Tragedia del Estadio Nacional del Perú
La Tragedia del Estadio Nacional del Perú fue el suceso ocurrido el 24 de mayo de 1964 en el Estadio Nacional de Lima, Perú, y que provocó la muerte de 328 personas. Es considerada como la mayor tragedia en un estadio de fútbol de todos los tiempos.
Detalles [editar]
El 24 de mayo de 1964 se enfrentaban Perú y Argentina. Esta era la final clasificatoria para las Olimpiadas de Tokio. Aquel día se jugó en un Estadio Nacional repleto, la asistencia oficial fue de 47.197 espectadores. El seleccionado de Argentina ganaba uno a cero; cuando faltaban dos minutos para el final del partido, Perú marcó el empate a uno, sin embargo el árbitro anuló el gol del empate. Decisión que no dejó a todos contentos y un aficionado salto al campo para agredir al árbitro, tras lo cual los policías soltaron a los perros que se abalanzaron sobre el aficionado que había saltado al campo, esta imagen provocó un ataque de histeria colectiva y la gente de ambas nacionalidades que hasta hacia unos segundos se comportaban como amigos y estaban sentados unos al lado de otros tranquilamente, empezaron a pelearse unos contra otros. La policía desbordada por la batalla campal que se había formado en las tribunas intento sin éxito parar la batalla y solucionó la situación arrojando gas lacrimógeno, ello provocó la estampida de cientos de personas tratando de huir del estadio, a esta situación tampoco ayudo que las puertas de la tribuna norte del estadio estuvieran cerradas imposibilitando la salida de la gente. Se supo que las puertas fueron cerradas por la policía en su intento de que los espectadores se calmaran y regresaran a sus asientos. Esta tragedia se saldo con un total de 328 muertos, entre los que se contaron varios niños y ancianos.

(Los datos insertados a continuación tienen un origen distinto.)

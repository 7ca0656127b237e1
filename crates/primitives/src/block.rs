use crate::{Header, SealedHeader, TransactionSigned};
use alloy_primitives::B256;
use alloy_rlp::{RlpDecodable, RlpEncodable};
use serde::{Deserialize, Serialize};
use std::ops::Deref;

/// A full block: header, transactions and uncle headers.
#[derive(
    Debug, Clone, PartialEq, Eq, Default, Serialize, Deserialize, RlpEncodable, RlpDecodable,
)]
pub struct Block {
    /// Block header.
    pub header: Header,
    /// Transactions in this block.
    pub body: Vec<TransactionSigned>,
    /// Uncle headers included for reward.
    pub ommers: Vec<Header>,
}

impl Block {
    /// Seals the block by computing the header hash.
    pub fn seal_slow(self) -> SealedBlock {
        SealedBlock { header: self.header.seal_slow(), body: self.body, ommers: self.ommers }
    }

    /// Seals the block with a known hash.
    ///
    /// WARNING: does not verify that the hash is correct.
    pub fn seal(self, hash: B256) -> SealedBlock {
        SealedBlock { header: self.header.seal(hash), body: self.body, ommers: self.ommers }
    }
}

/// A block body as persisted on disk, without its header.
#[derive(
    Debug, Clone, PartialEq, Eq, Default, Serialize, Deserialize, RlpEncodable, RlpDecodable,
)]
pub struct BlockBody {
    /// Transactions in the block.
    pub transactions: Vec<TransactionSigned>,
    /// Uncle headers of the block.
    pub ommers: Vec<Header>,
}

impl BlockBody {
    /// Reassembles the block this body belongs to.
    pub fn into_block(self, header: Header) -> Block {
        Block { header, body: self.transactions, ommers: self.ommers }
    }
}

/// A [`Block`] with a sealed header.
#[derive(Debug, Clone, PartialEq, Eq, Serialize, Deserialize)]
pub struct SealedBlock {
    /// Sealed header.
    pub header: SealedHeader,
    /// Transactions in this block.
    pub body: Vec<TransactionSigned>,
    /// Uncle headers included for reward.
    pub ommers: Vec<Header>,
}

impl SealedBlock {
    /// The block hash.
    pub fn hash(&self) -> B256 {
        self.header.hash()
    }

    /// Splits the block into its persisted body.
    pub fn split_body(self) -> (SealedHeader, BlockBody) {
        (self.header, BlockBody { transactions: self.body, ommers: self.ommers })
    }

    /// Clones out the persisted body shape.
    pub fn to_body(&self) -> BlockBody {
        BlockBody { transactions: self.body.clone(), ommers: self.ommers.clone() }
    }

    /// Unseals the block.
    pub fn unseal(self) -> Block {
        Block { header: self.header.unseal(), body: self.body, ommers: self.ommers }
    }
}

impl Deref for SealedBlock {
    type Target = SealedHeader;

    fn deref(&self) -> &Self::Target {
        &self.header
    }
}

impl From<SealedBlock> for Block {
    fn from(block: SealedBlock) -> Self {
        block.unseal()
    }
}

#[cfg(test)]
mod tests {
    use super::*;
    use alloy_primitives::U256;
    use alloy_rlp::Decodable;

    #[test]
    fn block_rlp_round_trip() {
        let block = Block {
            header: Header { number: 5, difficulty: U256::from(1u64), ..Default::default() },
            body: Vec::new(),
            ommers: vec![Header { number: 4, ..Default::default() }],
        };
        let encoded = alloy_rlp::encode(&block);
        let decoded = Block::decode(&mut encoded.as_slice()).unwrap();
        assert_eq!(decoded, block);
    }

    #[test]
    fn sealed_block_exposes_header_fields() {
        let block =
            Block { header: Header { number: 8, ..Default::default() }, ..Default::default() };
        let sealed = block.clone().seal_slow();
        assert_eq!(sealed.number, 8);
        assert_eq!(sealed.hash(), block.header.hash_slow());

        let (header, body) = sealed.clone().split_body();
        assert_eq!(body.into_block(header.unseal()), block);
    }
}
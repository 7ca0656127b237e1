use crate::ConsensusError;
use emerald_primitives::SealedHeader;

/// Verifies the proof-of-work seal of a header.
///
/// The real ethash verifier lives outside the chain core; the core only
/// dispatches to this interface.
pub trait PowVerifier: Send + Sync + std::fmt::Debug {
    /// Checks the seal of `header`, returning
    /// [`ConsensusError::InvalidPowNonce`] on failure.
    fn verify_seal(&self, header: &SealedHeader) -> Result<(), ConsensusError>;
}

/// Seal verifier that accepts everything, used by `ethash-test` networks.
#[derive(Debug, Clone, Copy, Default)]
pub struct NoopPow;

impl PowVerifier for NoopPow {
    fn verify_seal(&self, _header: &SealedHeader) -> Result<(), ConsensusError> {
        Ok(())
    }
}
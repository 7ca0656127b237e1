//! Versioned world-state store.
//!
//! A [`State`] is a mutable, journaled view rooted at a 32-byte state root:
//! account and storage mutations are recorded in a journal with integer
//! snapshot ids, so the message executor can revert failed sub-calls in time
//! proportional to the mutations since the snapshot.
//!
//! Commits persist as parent-linked diff records keyed by the post-state
//! root. Any committed root, side branches included, can be reopened;
//! materialization walks the diff chain and is amortized by a bounded cache
//! of materialized roots. Roots themselves are computed through the trie
//! interface and are bit-stable.

mod diff;
mod error;
mod state;
mod store;

pub use diff::{AccountDiff, SlotDiff, StateDiff};
pub use error::StateError;
pub use state::State;
pub use store::StateStore;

Consecuencias del Incidente [editar]
Ese mismo día asistió al estadio, se desbordó y exhibió un comportamiento vandálico, cientos de personas que lograron salir del estadio ilesas se enfurecieron y empezaron a saquear comercios y a vandalizar viviendas y restaurantes, así mismo fueron asesinados a golpes dos policías en las cercanías del estadio, a quienes culparon de la horrible situación que se produjo, también atacaron a varios autos de patrulla hiriendo a sus ocupantes, ese día hubo cientos de detenidos. A raíz de este incidente, se tuvo que reducir la capacidad del coloso de 48.000 a 45.000 espectadores. La ausencia de un adecuado sistema de evacuación y un sistema de emergencia acorde con la capacidad humana del estadio en aquellos años ocasionó estas dolorosas pérdidas. Cabe indicar que algunas de las puertas de emergencia estaban abiertas el día del incidente, pero increíblemente fueron cerradas por la policía en su intento de calmar a los espectadores.